From ancient Athens to 1920’s Paris and beyond, one of the most common tropes in western art history is the figure of the bathers. Artists have presented bathing in a myriad of different ways including intimate scenes of women washing themselves, communal baths of the past, and figures en plain-air frolicking by rivers and beaches. There is something pleasurable and celebratory about the trope, from the private rituals of bathing sumptuously depicted by Degas and Bonnard, to the groups of bathers in various states of undress captured by Cézanne and Seurat. Whether they are titillating, voyeuristic or allegorical, these scene’s primary focus is on the human body, sexuality and the question of what attracts us.
Artists today continue to work through this tradition and beyond the frontiers of traditional figurative representation. Christophe Lennox’s take on this theme is based on the male bathing pools in Hyde park, and the 1940’s homosexual and forbidden qualities he associated with it. He investigates his identity and sexuality in these works, through memories of lovers in secluded spots by the water, of long summer days by the sea, drinking wine, reading poetry and swimming naked.

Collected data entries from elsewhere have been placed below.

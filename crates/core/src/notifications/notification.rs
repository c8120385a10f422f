//! Notification record and draft.

use std::collections::BTreeSet;

use chama_shared::types::{MemberId, NotificationId};
use chrono::{DateTime, Utc};
use serde::{Deserialize, Serialize};

/// Urgency of a notification.
#[derive(Debug, Clone, Copy, Default, PartialEq, Eq, Hash, Serialize, Deserialize)]
#[serde(rename_all = "lowercase")]
pub enum NotificationKind {
    /// General information.
    #[default]
    Info,
    /// Something members should act on.
    Warning,
    /// Needs immediate attention.
    Urgent,
}

impl NotificationKind {
    /// Returns the string representation of the kind.
    #[must_use]
    pub fn as_str(&self) -> &'static str {
        match self {
            Self::Info => "info",
            Self::Warning => "warning",
            Self::Urgent => "urgent",
        }
    }
}

impl std::fmt::Display for NotificationKind {
    fn fmt(&self, f: &mut std::fmt::Formatter<'_>) -> std::fmt::Result {
        f.write_str(self.as_str())
    }
}

/// A notification being composed.
#[derive(Debug, Clone, Default, Deserialize)]
pub struct NotificationDraft {
    /// Headline.
    pub title: String,
    /// Body text.
    pub message: String,
    /// Urgency, `info` unless chosen.
    #[serde(default, rename = "type")]
    pub kind: NotificationKind,
}

/// A notification broadcast to every member.
#[derive(Debug, Clone, PartialEq, Eq, Serialize, Deserialize)]
pub struct Notification {
    /// Unique identifier.
    pub id: NotificationId,
    /// Headline.
    pub title: String,
    /// Body text.
    pub message: String,
    /// Urgency.
    #[serde(rename = "type")]
    pub kind: NotificationKind,
    /// When it was sent.
    pub created_at: DateTime<Utc>,
    /// Who sent it.
    pub created_by: MemberId,
    /// Members who have read it.
    #[serde(default)]
    pub read_by: BTreeSet<MemberId>,
}

impl Notification {
    /// Returns true if the member has read this notification.
    #[must_use]
    pub fn is_read_by(&self, member: MemberId) -> bool {
        self.read_by.contains(&member)
    }
}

These abstracted scenes are infused with pleasure and carefree decadence, where nature is not perceived through its different surfaces and forms, but through an interplay of contrasts, patterns and colour planes.
Text by @isca_gallery
Photo 1 @asvisdal
Photo 2 & 3 @siobhanbeasleyphotography
Quietly my favourite place thus far. (Reposting because Instagram cropped the images the first time around.)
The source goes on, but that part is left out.